What this task involves:
From the entries below, return only the lines starting at the one that contains "Path used when" and ending at the one that contains "const TEMPLATE_PATH: &str", exactly as they stand.

Supplied material:
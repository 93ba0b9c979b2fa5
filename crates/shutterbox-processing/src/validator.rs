/// Upload validation errors
#[derive(Debug, thiserror::Error, PartialEq, Eq)]
pub enum ValidationError {
    #[error("Invalid filename: {0:?}")]
    InvalidFilename(String),

    #[error("File too large: {size} bytes (max: {max} bytes)")]
    FileTooLarge { size: usize, max: usize },

    #[error("Invalid content type: {0} (expected image/*)")]
    InvalidContentType(String),

    #[error("Empty file")]
    EmptyFile,
}

/// A file part that passed validation.
#[derive(Debug, Clone, PartialEq, Eq)]
pub struct ValidatedUpload {
    /// Basename of the client-supplied filename.
    pub filename: String,
    pub content_type: String,
}

/// Validates multipart file uploads before any decoding happens.
pub struct UploadValidator {
    max_file_size: usize,
}

impl UploadValidator {
    pub fn new(max_file_size: usize) -> Self {
        Self { max_file_size }
    }

    /// Strip client-supplied directory components and reject names that
    /// end up empty or refer to a directory.
    pub fn sanitize_filename(&self, raw: &str) -> Result<String, ValidationError> {
        let name = raw
            .rsplit(['/', '\\'])
            .next()
            .unwrap_or_default()
            .trim();

        if name.is_empty() || name == "." || name == ".." || name.chars().any(char::is_control) {
            return Err(ValidationError::InvalidFilename(raw.to_string()));
        }

        Ok(name.to_string())
    }

    pub fn validate_content_type(&self, content_type: &str) -> Result<(), ValidationError> {
        let normalized = content_type.trim().to_lowercase();
        let is_image = normalized
            .strip_prefix("image/")
            .is_some_and(|subtype| !subtype.is_empty());

        if !is_image {
            return Err(ValidationError::InvalidContentType(content_type.to_string()));
        }

        Ok(())
    }

    pub fn validate_file_size(&self, size: usize) -> Result<(), ValidationError> {
        if size == 0 {
            return Err(ValidationError::EmptyFile);
        }

        if size > self.max_file_size {
            return Err(ValidationError::FileTooLarge {
                size,
                max: self.max_file_size,
            });
        }

        Ok(())
    }

    /// Run every check on one file part.
    pub fn validate(
        &self,
        filename: Option<&str>,
        content_type: Option<&str>,
        size: usize,
    ) -> Result<ValidatedUpload, ValidationError> {
        let filename = self.sanitize_filename(filename.unwrap_or_default())?;
        let content_type = content_type.unwrap_or_default();
        self.validate_content_type(content_type)?;
        self.validate_file_size(size)?;

        Ok(ValidatedUpload {
            filename,
            content_type: content_type.to_string(),
        })
    }
}
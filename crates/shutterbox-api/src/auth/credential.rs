use argon2::password_hash::{PasswordHash, PasswordHasher, PasswordVerifier, SaltString};
use argon2::Argon2;
use rand_core::OsRng;
use subtle::ConstantTimeEq;

use super::AdminIdentity;

#[derive(Debug, thiserror::Error)]
pub enum CredentialError {
    #[error("Admin password cannot be empty")]
    EmptyPassword,

    #[error("Failed to hash admin password: {0}")]
    Hash(String),
}

/// The single admin login, with the password kept only as a salted hash.
#[derive(Clone)]
pub struct AdminCredential {
    username: String,
    password_hash: String,
}

impl AdminCredential {
    /// Hash `password` with a fresh random salt.
    pub fn new(username: impl Into<String>, password: &str) -> Result<Self, CredentialError> {
        if password.is_empty() {
            return Err(CredentialError::EmptyPassword);
        }

        let salt = SaltString::generate(&mut OsRng);
        let password_hash = Argon2::default()
            .hash_password(password.as_bytes(), &salt)
            .map_err(|e| CredentialError::Hash(e.to_string()))?
            .to_string();

        Ok(Self {
            username: username.into(),
            password_hash,
        })
    }

    pub fn username(&self) -> &str {
        &self.username
    }

    /// Identity on a match, `None` otherwise.
    pub fn verify(&self, username: &str, password: &str) -> Option<AdminIdentity> {
        let user_matches: bool = username.as_bytes().ct_eq(self.username.as_bytes()).into();

        // Always run the hash check so a wrong username costs the same as a wrong password
        let password_matches = match PasswordHash::new(&self.password_hash) {
            Ok(parsed) => Argon2::default()
                .verify_password(password.as_bytes(), &parsed)
                .is_ok(),
            Err(e) => {
                tracing::error!(error = %e, "Stored admin password hash is unreadable");
                false
            }
        };

        (user_matches && password_matches).then(|| AdminIdentity {
            username: self.username.clone(),
        })
    }
}

impl std::fmt::Debug for AdminCredential {
    fn fmt(&self, f: &mut std::fmt::Formatter<'_>) -> std::fmt::Result {
        f.debug_struct("AdminCredential")
            .field("username", &self.username)
            .finish_non_exhaustive()
    }
}
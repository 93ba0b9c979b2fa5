use std::sync::Arc;

use axum::{
    extract::State,
    response::{IntoResponse, Response},
    Json,
};
use serde::Serialize;
use shutterbox_core::Config;

use crate::state::AppState;

/// Non-secret runtime settings. Credentials never appear here.
#[derive(Debug, Serialize)]
pub struct ConfigSummary {
    pub debug: bool,
    pub environment: String,
    pub storage_backend: String,
    pub bucket: Option<String>,
    pub region: String,
    pub endpoint: Option<String>,
    pub key_prefix: String,
    pub latest_key: String,
    pub approval_mode: String,
    pub gallery_limit: usize,
    pub review_limit: usize,
    pub presign_expiry_secs: u64,
    pub max_dimension: u32,
    pub jpeg_quality: u8,
    pub max_upload_bytes: usize,
    pub show_map: bool,
    pub carousel_interval_ms: u64,
    pub app_name: String,
}

impl From<&Config> for ConfigSummary {
    fn from(config: &Config) -> Self {
        Self {
            debug: config.debug,
            environment: config.environment.clone(),
            storage_backend: config.storage_backend.to_string(),
            bucket: config.s3_bucket().map(String::from),
            region: config.aws_region.clone(),
            endpoint: config.s3_endpoint.clone(),
            key_prefix: config.key_prefix.clone(),
            latest_key: config.latest_key.clone(),
            approval_mode: config.approval_mode.to_string(),
            gallery_limit: config.gallery_limit,
            review_limit: config.review_limit,
            presign_expiry_secs: config.presign_expiry_secs,
            max_dimension: config.max_dimension,
            jpeg_quality: config.jpeg_quality,
            max_upload_bytes: config.max_upload_bytes,
            show_map: config.show_map,
            carousel_interval_ms: config.carousel_interval_ms,
            app_name: config.app_name.clone(),
        }
    }
}

/// Debug dump of the running configuration; an empty body unless debug is
/// enabled outside production.
pub async fn show_config(State(state): State<Arc<AppState>>) -> Response {
    if state.config.debug_enabled() {
        Json(ConfigSummary::from(state.config.as_ref())).into_response()
    } else {
        String::new().into_response()
    }
}
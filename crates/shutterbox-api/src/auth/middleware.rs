use crate::state::AppState;
use axum::{
    extract::{Request, State},
    http::{header, HeaderMap, StatusCode},
    middleware::Next,
    response::{IntoResponse, Response},
};
use base64::{engine::general_purpose::STANDARD, Engine as _};
use std::sync::Arc;

pub const AUTH_REALM: &str = "shutterbox";

/// Decode `Authorization: Basic <base64(user:pass)>`.
pub fn parse_basic_auth(headers: &HeaderMap) -> Option<(String, String)> {
    let value = headers.get(header::AUTHORIZATION)?.to_str().ok()?;
    let (scheme, encoded) = value.trim().split_once(' ')?;
    if !scheme.eq_ignore_ascii_case("basic") {
        return None;
    }

    let decoded = STANDARD.decode(encoded.trim()).ok()?;
    let decoded = String::from_utf8(decoded).ok()?;
    let (username, password) = decoded.split_once(':')?;
    Some((username.to_string(), password.to_string()))
}

fn challenge() -> Response {
    (
        StatusCode::UNAUTHORIZED,
        [(
            header::WWW_AUTHENTICATE,
            format!("Basic realm=\"{}\"", AUTH_REALM),
        )],
        "Unauthorized",
    )
        .into_response()
}

/// Basic-auth gate for admin routes. Runs before the handler, so a rejected
/// request never reaches storage.
pub async fn basic_auth_middleware(
    State(state): State<Arc<AppState>>,
    mut request: Request,
    next: Next,
) -> Response {
    let Some((username, password)) = parse_basic_auth(request.headers()) else {
        tracing::debug!(path = %request.uri().path(), "Missing or malformed basic auth header");
        return challenge();
    };

    match state.credential.verify(&username, &password) {
        Some(identity) => {
            tracing::debug!(username = %identity.username, "Admin authenticated");
            request.extensions_mut().insert(identity);
            next.run(request).await
        }
        None => {
            tracing::warn!(
                username = %username,
                path = %request.uri().path(),
                "Admin authentication failed"
            );
            challenge()
        }
    }
}

#[cfg(test)]
mod tests {
    use super::*;
    use axum::http::HeaderValue;

    fn headers_with(value: &str) -> HeaderMap {
        let mut headers = HeaderMap::new();
        headers.insert(header::AUTHORIZATION, HeaderValue::from_str(value).unwrap());
        headers
    }

    #[test]
    fn test_parse_basic_auth() {
        let encoded = STANDARD.encode("admin:pa:ss");
        let parsed = parse_basic_auth(&headers_with(&format!("Basic {}", encoded)));
        assert_eq!(parsed, Some(("admin".to_string(), "pa:ss".to_string())));
    }

    #[test]
    fn test_parse_rejects_other_schemes() {
        assert!(parse_basic_auth(&headers_with("Bearer abc")).is_none());
        assert!(parse_basic_auth(&headers_with("Basic !!!notbase64")).is_none());
        assert!(parse_basic_auth(&HeaderMap::new()).is_none());
        let no_colon = STANDARD.encode("admin");
        assert!(parse_basic_auth(&headers_with(&format!("Basic {}", no_colon))).is_none());
    }

    #[test]
    fn test_challenge_header() {
        let response = challenge();
        assert_eq!(response.status(), StatusCode::UNAUTHORIZED);
        let value = response.headers().get(header::WWW_AUTHENTICATE).unwrap();
        assert!(value.to_str().unwrap().starts_with("Basic realm=\"shutterbox\""));
    }
}
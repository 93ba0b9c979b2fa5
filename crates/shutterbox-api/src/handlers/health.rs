use axum::Json;
use serde_json::{json, Value};

/// Liveness probe. Does not touch storage.
pub async fn health_check() -> Json<Value> {
    Json(json!({ "status": "ok" }))
}
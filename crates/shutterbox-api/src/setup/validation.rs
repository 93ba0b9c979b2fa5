//! Configuration validation
//!
//! Deployment checks on top of `Config::validate`: these only warn, since a
//! demo deployment may reasonably run with any of them.

use anyhow::Result;
use shutterbox_core::{Config, StorageBackend};

pub fn validate_config(config: &Config) -> Result<()> {
    config.validate()?;

    if config.is_production() {
        if config.allows_any_origin() {
            tracing::warn!("CORS allows all origins (*) in production");
        }
        if config.storage_backend == StorageBackend::Memory {
            tracing::warn!("In-memory storage selected in production; uploads will not persist");
        }
        if config.debug {
            tracing::warn!("DEBUG is set in production; /config stays empty regardless");
        }
    }

    if config.access_key.is_none() && config.storage_backend == StorageBackend::S3 {
        tracing::info!("No ACCESS_KEY configured, using the default AWS credential chain");
    }

    if config.show_map && config.map_embed_url.is_none() {
        tracing::warn!("SHOW_MAP is enabled but MAP_EMBED_URL is not set");
    }

    Ok(())
}
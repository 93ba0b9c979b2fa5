//! Configuration module
//!
//! The whole process is configured by a single JSON document loaded once at
//! startup. Keys use SCREAMING_SNAKE_CASE (`ADMIN_PASS`, `S3_BUCKET_NAME`, ...)
//! so existing deployment documents load unchanged. The loaded [`Config`] is
//! read-only and is handed to components explicitly.

use std::env;
use std::fmt;
use std::path::Path;
use std::time::Duration;

use serde::{Deserialize, Serialize};

use crate::storage_types::StorageBackend;

/// Environment variable holding the config document path.
pub const CONFIG_PATH_ENV: &str = "SHUTTERBOX_CONFIG_PATH";
/// Path used when [`CONFIG_PATH_ENV`] is unset.
pub const DEFAULT_CONFIG_PATH: &str = "config.json";

const ADMIN_USER: &str = "admin";
const AWS_REGION: &str = "us-east-1";
const KEY_PREFIX: &str = "upload/";
const LATEST_KEY: &str = "latest";
const APPROVED_TAG_KEY: &str = "approved";
const APPROVED_TAG_VALUE: &str = "true";
const GALLERY_LIMIT: usize = 3;
const REVIEW_LIMIT: usize = 3;
const PRESIGN_EXPIRY_SECS: u64 = 3600;
const MAX_DIMENSION: u32 = 1000;
const JPEG_QUALITY: u8 = 75;
const MAX_UPLOAD_BYTES: usize = 20 * 1024 * 1024;
const CAROUSEL_INTERVAL_MS: u64 = 5000;
const BIND_ADDRESS: &str = "0.0.0.0";
const PORT: u16 = 5000;
const TEMPLATE_PATH: &str = "./templates";

/// String that never shows up in `Debug` output or logs.
#[derive(Clone, Default, PartialEq, Eq, Deserialize)]
#[serde(transparent)]
pub struct SecretString(String);

impl SecretString {
    pub fn new(value: impl Into<String>) -> Self {
        Self(value.into())
    }

    pub fn expose(&self) -> &str {
        &self.0
    }

    pub fn is_empty(&self) -> bool {
        self.0.is_empty()
    }
}

impl fmt::Debug for SecretString {
    fn fmt(&self, f: &mut fmt::Formatter<'_>) -> fmt::Result {
        f.write_str("SecretString(***)")
    }
}

/// How an admin approval is recorded in the bucket.
#[derive(Debug, Clone, Copy, PartialEq, Eq, Default, Serialize, Deserialize)]
#[serde(rename_all = "lowercase")]
pub enum ApprovalMode {
    /// Tag the object `approved=true`; the gallery lists tagged objects.
    #[default]
    Tag,
    /// Copy the object to the well-known latest key and delete the source.
    Rename,
}

impl fmt::Display for ApprovalMode {
    fn fmt(&self, f: &mut fmt::Formatter<'_>) -> fmt::Result {
        match self {
            ApprovalMode::Tag => write!(f, "tag"),
            ApprovalMode::Rename => write!(f, "rename"),
        }
    }
}

/// Application configuration.
#[derive(Clone, Debug, Deserialize)]
#[serde(rename_all = "SCREAMING_SNAKE_CASE")]
pub struct Config {
    // Admin credential
    #[serde(default = "default_admin_user")]
    pub admin_user: String,
    pub admin_pass: SecretString,

    // Storage configuration
    #[serde(default)]
    pub storage_backend: StorageBackend,
    #[serde(default)]
    pub access_key: Option<SecretString>,
    #[serde(default)]
    pub secret_access_key: Option<SecretString>,
    #[serde(default = "default_aws_region")]
    pub aws_region: String,
    #[serde(default)]
    pub s3_bucket_name: Option<String>,
    // Custom endpoint for S3-compatible providers (MinIO, DigitalOcean Spaces, etc.)
    #[serde(default)]
    pub s3_endpoint: Option<String>,
    #[serde(default = "default_key_prefix")]
    pub key_prefix: String,
    #[serde(default = "default_latest_key")]
    pub latest_key: String,
    #[serde(default = "default_approved_tag_key")]
    pub approved_tag_key: String,
    #[serde(default = "default_approved_tag_value")]
    pub approved_tag_value: String,
    #[serde(default = "default_presign_expiry_secs")]
    pub presign_expiry_secs: u64,

    // Moderation
    #[serde(default)]
    pub approval_mode: ApprovalMode,
    #[serde(default = "default_gallery_limit")]
    pub gallery_limit: usize,
    #[serde(default = "default_review_limit")]
    pub review_limit: usize,

    // Upload processing
    #[serde(default = "default_max_dimension")]
    pub max_dimension: u32,
    #[serde(default = "default_jpeg_quality")]
    pub jpeg_quality: u8,
    #[serde(default = "default_max_upload_bytes")]
    pub max_upload_bytes: usize,

    // Display strings
    #[serde(default)]
    pub app_name: String,
    #[serde(default)]
    pub page_title: String,
    #[serde(default)]
    pub page_description: String,
    #[serde(default)]
    pub submit_title: String,
    #[serde(default)]
    pub submit_description: String,
    #[serde(default)]
    pub file_upload_success_toast: String,

    // Feature toggles
    #[serde(default)]
    pub show_map: bool,
    #[serde(default)]
    pub map_embed_url: Option<String>,
    #[serde(default = "default_carousel_interval_ms")]
    pub carousel_interval_ms: u64,

    // Runtime
    #[serde(default)]
    pub debug: bool,
    #[serde(default = "default_environment")]
    pub environment: String,
    #[serde(default = "default_bind_address")]
    pub bind_address: String,
    #[serde(default = "default_port")]
    pub port: u16,
    #[serde(default = "default_template_path")]
    pub template_path: String,
    #[serde(default = "default_cors_origins")]
    pub cors_origins: Vec<String>,
}

fn default_admin_user() -> String {
    ADMIN_USER.to_string()
}

fn default_aws_region() -> String {
    AWS_REGION.to_string()
}

fn default_key_prefix() -> String {
    KEY_PREFIX.to_string()
}

fn default_latest_key() -> String {
    LATEST_KEY.to_string()
}

fn default_approved_tag_key() -> String {
    APPROVED_TAG_KEY.to_string()
}

fn default_approved_tag_value() -> String {
    APPROVED_TAG_VALUE.to_string()
}

fn default_presign_expiry_secs() -> u64 {
    PRESIGN_EXPIRY_SECS
}

fn default_gallery_limit() -> usize {
    GALLERY_LIMIT
}

fn default_review_limit() -> usize {
    REVIEW_LIMIT
}

fn default_max_dimension() -> u32 {
    MAX_DIMENSION
}

fn default_jpeg_quality() -> u8 {
    JPEG_QUALITY
}

fn default_max_upload_bytes() -> usize {
    MAX_UPLOAD_BYTES
}

fn default_carousel_interval_ms() -> u64 {
    CAROUSEL_INTERVAL_MS
}

fn default_environment() -> String {
    "development".to_string()
}

fn default_bind_address() -> String {
    BIND_ADDRESS.to_string()
}

fn default_port() -> u16 {
    PORT
}

fn default_template_path() -> String {
    TEMPLATE_PATH.to_string()
}

fn default_cors_origins() -> Vec<String> {
    vec!["*".to_string()]
}

impl Config {
    /// Load the config document named by `SHUTTERBOX_CONFIG_PATH`
    /// (default `config.json`) and validate it.
    pub fn from_env() -> Result<Self, anyhow::Error> {
        dotenvy::dotenv().ok();

        let path = env::var(CONFIG_PATH_ENV).unwrap_or_else(|_| DEFAULT_CONFIG_PATH.to_string());
        Self::from_file(&path)
    }

    pub fn from_file(path: impl AsRef<Path>) -> Result<Self, anyhow::Error> {
        let path = path.as_ref();
        let raw = std::fs::read_to_string(path).map_err(|e| {
            anyhow::anyhow!("Failed to read config file {}: {}", path.display(), e)
        })?;
        let config = Self::from_json(&raw)?;
        tracing::debug!(path = %path.display(), "Configuration document loaded");
        Ok(config)
    }

    pub fn from_json(raw: &str) -> Result<Self, anyhow::Error> {
        let config: Config = serde_json::from_str(raw)
            .map_err(|e| anyhow::anyhow!("Invalid config document: {}", e))?;
        config.validate()?;
        Ok(config)
    }

    pub fn validate(&self) -> Result<(), anyhow::Error> {
        if self.admin_user.trim().is_empty() {
            return Err(anyhow::anyhow!("ADMIN_USER cannot be empty"));
        }

        if self.admin_pass.is_empty() {
            return Err(anyhow::anyhow!("ADMIN_PASS must be set"));
        }

        if self.storage_backend == StorageBackend::S3 && self.s3_bucket().is_none() {
            return Err(anyhow::anyhow!(
                "S3_BUCKET_NAME must be set when using S3 storage backend"
            ));
        }

        if self.access_key.is_some() != self.secret_access_key.is_some() {
            return Err(anyhow::anyhow!(
                "ACCESS_KEY and SECRET_ACCESS_KEY must be set together"
            ));
        }

        if self.latest_key.is_empty() {
            return Err(anyhow::anyhow!("LATEST_KEY cannot be empty"));
        }

        if self.gallery_limit == 0 || self.review_limit == 0 {
            return Err(anyhow::anyhow!(
                "GALLERY_LIMIT and REVIEW_LIMIT must be greater than 0"
            ));
        }

        if self.max_dimension == 0 {
            return Err(anyhow::anyhow!("MAX_DIMENSION must be greater than 0"));
        }

        if !(1..=100).contains(&self.jpeg_quality) {
            return Err(anyhow::anyhow!("JPEG_QUALITY must be between 1 and 100"));
        }

        if self.max_upload_bytes == 0 {
            return Err(anyhow::anyhow!("MAX_UPLOAD_BYTES must be greater than 0"));
        }

        if self.presign_expiry_secs == 0 {
            return Err(anyhow::anyhow!("PRESIGN_EXPIRY_SECS must be greater than 0"));
        }

        Ok(())
    }

    /// Check if the application is running in production mode
    pub fn is_production(&self) -> bool {
        let environment = self.environment.to_lowercase();
        environment == "production" || environment == "prod"
    }

    /// Debug output is only ever exposed outside production.
    pub fn debug_enabled(&self) -> bool {
        self.debug && !self.is_production()
    }

    pub fn s3_bucket(&self) -> Option<&str> {
        self.s3_bucket_name
            .as_deref()
            .map(str::trim)
            .filter(|b| !b.is_empty())
    }

    pub fn presign_expiry(&self) -> Duration {
        Duration::from_secs(self.presign_expiry_secs)
    }

    pub fn allows_any_origin(&self) -> bool {
        self.cors_origins.iter().any(|o| o == "*")
    }

    /// Storage key for an uploaded file name.
    pub fn upload_key(&self, filename: &str) -> String {
        format!("{}{}", self.key_prefix, filename)
    }
}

Problem solution:
/// Path used when [`CONFIG_PATH_ENV`] is unset.
pub const DEFAULT_CONFIG_PATH: &str = "config.json";

const ADMIN_USER: &str = "admin";
const AWS_REGION: &str = "us-east-1";
const KEY_PREFIX: &str = "upload/";
const LATEST_KEY: &str = "latest";
const APPROVED_TAG_KEY: &str = "approved";
const APPROVED_TAG_VALUE: &str = "true";
const GALLERY_LIMIT: usize = 3;
const REVIEW_LIMIT: usize = 3;
const PRESIGN_EXPIRY_SECS: u64 = 3600;
const MAX_DIMENSION: u32 = 1000;
const JPEG_QUALITY: u8 = 75;
const MAX_UPLOAD_BYTES: usize = 20 * 1024 * 1024;
const CAROUSEL_INTERVAL_MS: u64 = 5000;
const BIND_ADDRESS: &str = "0.0.0.0";
const PORT: u16 = 5000;
const TEMPLATE_PATH: &str = "./templates";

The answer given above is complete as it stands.